13 F.2d 843 | 6th Cir. | 1926

PER CURIAM.

John Costal and John Peterson were convicted of conspiracy to violate title 2 of the National Prohibition Act (Comp. St. Ann. Supp. 1923, § 10138% et seq.). Among the conspirators were Ray Worden and Mary Moss, whose activities are set forth in Burkhardt v. United States (C. C. A.) 13 F.(2d) 841, this day decided. Costal and Peterson sold intoxicating liquors to Worden, which were transported to Ft. Wayne, Ind. Notwithstanding these sales, they contend that the court erred in refusing to direct a verdict of not guilty as to them at the conclusion of the government’s evidence.

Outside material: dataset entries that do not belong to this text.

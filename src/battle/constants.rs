//! Battle constants - default tuning values in one place
//!
//! `BattleConfig::default()` is built from these. Balance data, not contract.

// Gauges
pub const GAUGE_MAX: u32 = 100;
pub const PLAYER_ATTACK_REGEN: u32 = 8;
pub const PLAYER_DEFENSE_REGEN: u32 = 5;
pub const ENEMY_ATTACK_REGEN: u32 = 4;
pub const ENEMY_DEFENSE_REGEN: u32 = 3;
pub const FOCUS_PER_ATTACK: u32 = 15;
pub const FOCUS_PER_DEFEND: u32 = 10;
pub const ENEMY_DEFENSE_GAUGE_FACTOR: u32 = 5;

// Costs (attack gauge)
pub const BASIC_ATTACK_COST: u32 = 10;
pub const ENEMY_ATTACK_COST: u32 = 10;
pub const ENEMY_ABILITY_COST: u32 = 15;
pub const FIREBALL_COST: u32 = 25;
pub const STAR_SHIELD_COST: u32 = 15;
pub const FROST_ORB_COST: u32 = 20;
pub const POISON_DART_COST: u32 = 15;
pub const THUNDER_COST: u32 = 35;

// Damage
pub const PLAYER_STRIKE_MIN: u32 = 12;
pub const PLAYER_STRIKE_MAX: u32 = 18;
pub const PLAYER_STRIKE_PER_LEVEL: u32 = 1;
pub const ENEMY_STRIKE_SPREAD: u32 = 2;
pub const SPECIAL_MIN: u32 = 30;
pub const SPECIAL_MAX: u32 = 45;
pub const SPECIAL_PER_LEVEL: u32 = 2;
pub const SPECIAL_UNLOCK_LEVEL: u32 = 5;
pub const AGGRESSIVE_MULTIPLIER: f32 = 1.2;
pub const RECKLESS_MULTIPLIER: f32 = 1.5;
pub const POTION_HEAL: u32 = 30;
pub const FIREBALL_MIN: u32 = 20;
pub const FIREBALL_MAX: u32 = 28;
pub const THUNDER_MIN: u32 = 30;
pub const THUNDER_MAX: u32 = 40;
pub const STAR_SHIELD_CHARGES: u32 = 2;
pub const FROST_ORB_TURNS: u32 = 1;
pub const POISON_DART_DAMAGE: u32 = 5;
pub const POISON_DART_TURNS: u32 = 3;
pub const FIREBALL_BURN_DAMAGE: u32 = 3;
pub const FIREBALL_BURN_TURNS: u32 = 2;
// Weakened / gauge debuffs from enemy abilities
pub const DEBUFF_TURNS: u32 = 2;

// Flee
pub const FLEE_BASE_CHANCE: f64 = 0.9;
pub const FLEE_PER_TIER: f64 = 0.1;
pub const FLEE_FLOOR: f64 = 0.3;

// Fairness override
pub const FAIRNESS_TURN_THRESHOLD: u32 = 5;
pub const MINIMUM_SPECIAL_USES: u32 = 3;

// Self-heal capability triggers below this HP fraction
pub const SELF_HEAL_HP_THRESHOLD: f32 = 0.5;

#[cfg(test)]
mod tests {
    use super::*;

    #[test]
    fn test_item_costs_in_special_band() {
        for cost in [FIREBALL_COST, STAR_SHIELD_COST, FROST_ORB_COST, POISON_DART_COST, THUNDER_COST] {
            assert!((15..=35).contains(&cost));
        }
    }

    #[test]
    fn test_multiplier_ordering() {
        assert!(RECKLESS_MULTIPLIER > AGGRESSIVE_MULTIPLIER);
        assert!(AGGRESSIVE_MULTIPLIER > 1.0);
    }

    #[test]
    fn test_player_regen_outpaces_enemy() {
        assert!(PLAYER_ATTACK_REGEN > ENEMY_ATTACK_REGEN);
        assert!(PLAYER_DEFENSE_REGEN > ENEMY_DEFENSE_REGEN);
    }
}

The contention is based on two grounds, the firs', of which is that the venue of the action was improperly laid in the Western division of the Northern district of Ohio because the conspiracy was not formed in that district, but, if so, the selling of the liquor did not of itself make them conspirators; the second, applicable only to Peterson, is that none of the liquor that he sold was transported into or through the territorial jurisdiction of the court, nor any other overt act committed within the district, during the period of his association with the conspiracy.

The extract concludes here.